[THE INPUT]

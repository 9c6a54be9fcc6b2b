//! Shape-Entität: kanonische Parameter, abgeleitete Rasterpunkte und Darstellungszustand.
//!
//! `ShapeGeometry` ist die Quelle der Wahrheit. `points` wird daraus (plus
//! `rotation`) abgeleitet, `original_points` ist die unrotierte Basislinie.

use super::pixel_pool::{PixelHandle, PixelSurface};
use super::raster;
use super::Color;
use glam::Vec2;
use serde::{Deserialize, Serialize};

/// Shape-Art (Diskriminator für Kommandos und Persistenz).
#[derive(Debug, Clone, Copy, PartialEq, Eq, Hash, Serialize, Deserialize)]
pub enum ShapeKind {
    Line,
    Circle,
    Ellipse,
    Hermite,
    Bezier,
}

impl ShapeKind {
    pub const ALL: [ShapeKind; 5] = [
        ShapeKind::Line,
        ShapeKind::Circle,
        ShapeKind::Ellipse,
        ShapeKind::Hermite,
        ShapeKind::Bezier,
    ];

    /// Name wie im JSON-Feld `type`.
    pub fn as_str(self) -> &'static str {
        match self {
            ShapeKind::Line => "Line",
            ShapeKind::Circle => "Circle",
            ShapeKind::Ellipse => "Ellipse",
            ShapeKind::Hermite => "Hermite",
            ShapeKind::Bezier => "Bezier",
        }
    }

    /// Anzahl der Zahlen im Kommando-Eingabeformat.
    pub fn argument_count(self) -> usize {
        match self {
            ShapeKind::Line => 4,
            ShapeKind::Circle => 3,
            ShapeKind::Ellipse => 4,
            ShapeKind::Hermite | ShapeKind::Bezier => 8,
        }
    }

    /// Anzahl der Klicks beim interaktiven Zeichnen.
    pub fn click_count(self) -> usize {
        match self {
            ShapeKind::Line | ShapeKind::Circle | ShapeKind::Ellipse => 2,
            ShapeKind::Hermite | ShapeKind::Bezier => 4,
        }
    }
}

impl std::fmt::Display for ShapeKind {
    fn fmt(&self, f: &mut std::fmt::Formatter<'_>) -> std::fmt::Result {
        f.write_str(self.as_str())
    }
}

/// Kanonische, art-spezifische Parameter.
#[derive(Debug, Clone, Copy, PartialEq)]
pub enum ShapeGeometry {
    Line {
        start: Vec2,
        end: Vec2,
    },
    Circle {
        center: Vec2,
        radius: i32,
    },
    Ellipse {
        center: Vec2,
        radius_x: i32,
        radius_y: i32,
    },
    /// Endpunkte P0/P1 mit Tangentenvektoren T0/T1.
    Hermite {
        p0: Vec2,
        p1: Vec2,
        t0: Vec2,
        t1: Vec2,
    },
    /// Kubische Bézier mit Kontrollpunkten P0..P3.
    Bezier {
        p0: Vec2,
        p1: Vec2,
        p2: Vec2,
        p3: Vec2,
    },
}

impl ShapeGeometry {
    pub fn kind(&self) -> ShapeKind {
        match self {
            ShapeGeometry::Line { .. } => ShapeKind::Line,
            ShapeGeometry::Circle { .. } => ShapeKind::Circle,
            ShapeGeometry::Ellipse { .. } => ShapeKind::Ellipse,
            ShapeGeometry::Hermite { .. } => ShapeKind::Hermite,
            ShapeGeometry::Bezier { .. } => ShapeKind::Bezier,
        }
    }

    /// Rotationszentrum: Mittelpunkt (Linie), expliziter Mittelpunkt
    /// (Kreis/Ellipse), Mitte P0–P1 (Hermite), Mittel der 4 Punkte (Bézier).
    pub fn center(&self) -> Vec2 {
        match *self {
            ShapeGeometry::Line { start, end } => (start + end) / 2.0,
            ShapeGeometry::Circle { center, .. } | ShapeGeometry::Ellipse { center, .. } => center,
            ShapeGeometry::Hermite { p0, p1, .. } => (p0 + p1) / 2.0,
            ShapeGeometry::Bezier { p0, p1, p2, p3 } => (p0 + p1 + p2 + p3) / 4.0,
        }
    }

    /// Rastert die Geometrie (unrotiert).
    pub fn rasterize(&self) -> Vec<Vec2> {
        match *self {
            ShapeGeometry::Line { start, end } => to_vec2(raster::line(start, end)),
            ShapeGeometry::Circle { center, radius } => to_vec2(raster::circle(center, radius)),
            ShapeGeometry::Ellipse {
                center,
                radius_x,
                radius_y,
            } => to_vec2(raster::ellipse(center, radius_x, radius_y)),
            ShapeGeometry::Hermite { p0, p1, t0, t1 } => raster::hermite(p0, p1, t0, t1),
            ShapeGeometry::Bezier { p0, p1, p2, p3 } => raster::bezier(p0, p1, p2, p3),
        }
    }

    /// Verschiebt alle Ortspunkte; Tangenten sind Richtungen und bleiben gleich.
    pub fn translated(&self, delta: Vec2) -> Self {
        match *self {
            ShapeGeometry::Line { start, end } => ShapeGeometry::Line {
                start: start + delta,
                end: end + delta,
            },
            ShapeGeometry::Circle { center, radius } => ShapeGeometry::Circle {
                center: center + delta,
                radius,
            },
            ShapeGeometry::Ellipse {
                center,
                radius_x,
                radius_y,
            } => ShapeGeometry::Ellipse {
                center: center + delta,
                radius_x,
                radius_y,
            },
            ShapeGeometry::Hermite { p0, p1, t0, t1 } => ShapeGeometry::Hermite {
                p0: p0 + delta,
                p1: p1 + delta,
                t0,
                t1,
            },
            ShapeGeometry::Bezier { p0, p1, p2, p3 } => ShapeGeometry::Bezier {
                p0: p0 + delta,
                p1: p1 + delta,
                p2: p2 + delta,
                p3: p3 + delta,
            },
        }
    }

    /// Kanonische Zahlenfolge im Kommando-Format (ungerundet).
    pub fn numbers(&self) -> Vec<f32> {
        match *self {
            ShapeGeometry::Line { start, end } => vec![start.x, start.y, end.x, end.y],
            ShapeGeometry::Circle { center, radius } => {
                vec![center.x, center.y, radius as f32]
            }
            ShapeGeometry::Ellipse {
                center,
                radius_x,
                radius_y,
            } => vec![center.x, center.y, radius_x as f32, radius_y as f32],
            ShapeGeometry::Hermite { p0, p1, t0, t1 } => {
                vec![p0.x, p0.y, p1.x, p1.y, t0.x, t0.y, t1.x, t1.y]
            }
            ShapeGeometry::Bezier { p0, p1, p2, p3 } => {
                vec![p0.x, p0.y, p1.x, p1.y, p2.x, p2.y, p3.x, p3.y]
            }
        }
    }

    /// Alle Koordinaten, Tangenten und Radien liegen in `±raster::MAX_COORDINATE`.
    pub fn is_within_bounds(&self) -> bool {
        self.numbers().into_iter().all(raster::within_bounds)
    }

    /// Menschenlesbare Zusammenfassung mit gerundeten Werten.
    pub fn details(&self) -> String {
        match *self {
            ShapeGeometry::Line { start, end } => {
                format!("Line from {} to {}", fmt_point(start), fmt_point(end))
            }
            ShapeGeometry::Circle { center, radius } => {
                format!("Circle Center: {}, Radius: {}", fmt_point(center), radius)
            }
            ShapeGeometry::Ellipse {
                center,
                radius_x,
                radius_y,
            } => format!(
                "Ellipse Center: {}, RadiusX: {}, RadiusY: {}",
                fmt_point(center),
                radius_x,
                radius_y
            ),
            ShapeGeometry::Hermite { p0, p1, t0, t1 } => format!(
                "Hermite Curve from {} to {} with tangents {}, {}",
                fmt_point(p0),
                fmt_point(p1),
                fmt_point(t0),
                fmt_point(t1)
            ),
            ShapeGeometry::Bezier { p0, p1, p2, p3 } => format!(
                "Bezier Curve from {} to {} with controls {}, {}",
                fmt_point(p0),
                fmt_point(p3),
                fmt_point(p1),
                fmt_point(p2)
            ),
        }
    }
}

fn to_vec2(points: Vec<glam::IVec2>) -> Vec<Vec2> {
    points.into_iter().map(|p| p.as_vec2()).collect()
}

/// Gerundete Zahl ohne Nachkommastellen und ohne `-0`.
pub fn fmt_number(value: f32) -> String {
    let rounded = value.round();
    if rounded == 0.0 {
        "0".to_string()
    } else {
        format!("{}", rounded)
    }
}

/// `(x, y)` mit gerundeten Koordinaten.
pub fn fmt_point(point: Vec2) -> String {
    format!("({}, {})", fmt_number(point.x), fmt_number(point.y))
}

/// Eine gezeichnete Shape mit Rasterpunkten, Pixeln und Selektionszustand.
#[derive(Debug, Clone)]
pub struct Shape {
    geometry: ShapeGeometry,
    position: Vec2,
    color: Color,
    points: Vec<Vec2>,
    original_points: Vec<Vec2>,
    pixels: Vec<PixelHandle>,
    /// Highlight-Farbe, solange die Shape hervorgehoben ist.
    highlight: Option<Color>,
    rotation: f32,
}

impl Shape {
    /// Erstellt eine Shape und rastert sie (noch nicht gezeichnet).
    pub fn new(geometry: ShapeGeometry, color: Color) -> Self {
        let points = geometry.rasterize();
        Self {
            geometry,
            position: geometry.center(),
            color,
            original_points: points.clone(),
            points,
            pixels: Vec::new(),
            highlight: None,
            rotation: 0.0,
        }
    }

    pub fn kind(&self) -> ShapeKind {
        self.geometry.kind()
    }

    pub fn geometry(&self) -> &ShapeGeometry {
        &self.geometry
    }

    pub fn position(&self) -> Vec2 {
        self.position
    }

    /// Gespeicherte Farbe (ohne Highlight).
    pub fn color(&self) -> Color {
        self.color
    }

    /// Aktuell dargestellte Farbe (Highlight hat Vorrang).
    pub fn display_color(&self) -> Color {
        self.highlight.unwrap_or(self.color)
    }

    pub fn is_highlighted(&self) -> bool {
        self.highlight.is_some()
    }

    pub fn points(&self) -> &[Vec2] {
        &self.points
    }

    pub fn original_points(&self) -> &[Vec2] {
        &self.original_points
    }

    pub fn pixels(&self) -> &[PixelHandle] {
        &self.pixels
    }

    pub fn is_drawn(&self) -> bool {
        !self.pixels.is_empty()
    }

    /// Prüft, ob ein gesnappter Punkt der Shape auf `cell` liegt.
    pub fn covers(&self, cell: glam::IVec2) -> bool {
        self.points.iter().any(|p| raster::snap(*p) == cell)
    }

    pub fn center(&self) -> Vec2 {
        self.geometry.center()
    }

    /// Zeichnet alle Punkte neu: alte Pixel zurückgeben, neue holen.
    pub fn draw(&mut self, surface: &mut dyn PixelSurface) {
        self.release_pixels(surface);
        let color = self.display_color();
        self.pixels.reserve(self.points.len());
        for point in &self.points {
            let handle = surface.acquire();
            surface.set_position(handle, raster::snap(*point));
            surface.set_color(handle, color);
            self.pixels.push(handle);
        }
    }

    /// Ersetzt die Parameter, rastert neu, setzt Basislinie und Rotation zurück.
    pub fn set_values(&mut self, geometry: ShapeGeometry, surface: &mut dyn PixelSurface) {
        self.geometry = geometry;
        self.points = geometry.rasterize();
        self.original_points = self.points.clone();
        self.position = geometry.center();
        self.rotation = 0.0;
        self.draw(surface);
    }

    /// Verschiebt Punkte, Basislinie, Parameter und Position um `delta`.
    pub fn move_offset(&mut self, delta: Vec2, surface: &mut dyn PixelSurface) {
        self.position += delta;
        self.geometry = self.geometry.translated(delta);
        for p in self.points.iter_mut().chain(self.original_points.iter_mut()) {
            *p += delta;
        }
        self.sync_pixels(surface);
    }

    /// Verschiebt die Shape so, dass ihr Zentrum auf `destination` liegt.
    pub fn move_to_point(&mut self, destination: Vec2, surface: &mut dyn PixelSurface) {
        let delta = destination - self.center();
        self.move_offset(delta, surface);
    }

    /// Absolute Rotation relativ zur Basislinie um das Zentrum.
    pub fn set_rotation(&mut self, angle_degrees: f32, surface: &mut dyn PixelSurface) {
        self.points = raster::rotate_points(&self.original_points, self.center(), angle_degrees);
        self.rotation = angle_degrees;
        self.sync_pixels(surface);
    }

    /// Zuletzt gesetzter Rotationswinkel in Grad.
    pub fn rotation(&self) -> f32 {
        self.rotation
    }

    /// Setzt die Farbe; bei aktivem Highlight bleibt die Darstellung unverändert.
    pub fn recolor(&mut self, color: Color, surface: &mut dyn PixelSurface) {
        self.color = color;
        if self.highlight.is_none() {
            self.paint(surface, color);
        }
    }

    pub fn highlight(&mut self, color: Color, surface: &mut dyn PixelSurface) {
        self.highlight = Some(color);
        self.paint(surface, color);
    }

    pub fn clear_highlight(&mut self, surface: &mut dyn PixelSurface) {
        self.highlight = None;
        self.paint(surface, self.color);
    }

    pub fn details(&self) -> String {
        self.geometry.details()
    }

    /// Parameter als Kommandozeile: gerundete Zahlen + Farb-Token.
    pub fn values(&self) -> String {
        let mut tokens: Vec<String> = self
            .geometry
            .numbers()
            .into_iter()
            .map(fmt_number)
            .collect();
        tokens.push(self.color.to_token());
        tokens.join(" ")
    }

    /// Gibt alle Pixel an die Fläche zurück.
    pub fn clear(&mut self, surface: &mut dyn PixelSurface) {
        self.release_pixels(surface);
    }

    fn release_pixels(&mut self, surface: &mut dyn PixelSurface) {
        for handle in self.pixels.drain(..) {
            surface.release(handle);
        }
    }

    fn paint(&self, surface: &mut dyn PixelSurface, color: Color) {
        for &handle in &self.pixels {
            surface.set_color(handle, color);
        }
    }

    /// Überträgt die aktuellen Punkte auf bereits gezeichnete Pixel.
    fn sync_pixels(&mut self, surface: &mut dyn PixelSurface) {
        if !self.is_drawn() {
            return;
        }
        if self.pixels.len() != self.points.len() {
            self.draw(surface);
            return;
        }
        for (handle, point) in self.pixels.iter().zip(&self.points) {
            surface.set_position(*handle, raster::snap(*point));
        }
    }
}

[/THE INPUT]

EXERCISE DESCRIPTION:
When a line in the records above contains the word "numbers", copy it.

TASK ANSWER:
    pub fn numbers(&self) -> Vec<f32> {
        self.numbers().into_iter().all(raster::within_bounds)
            .numbers()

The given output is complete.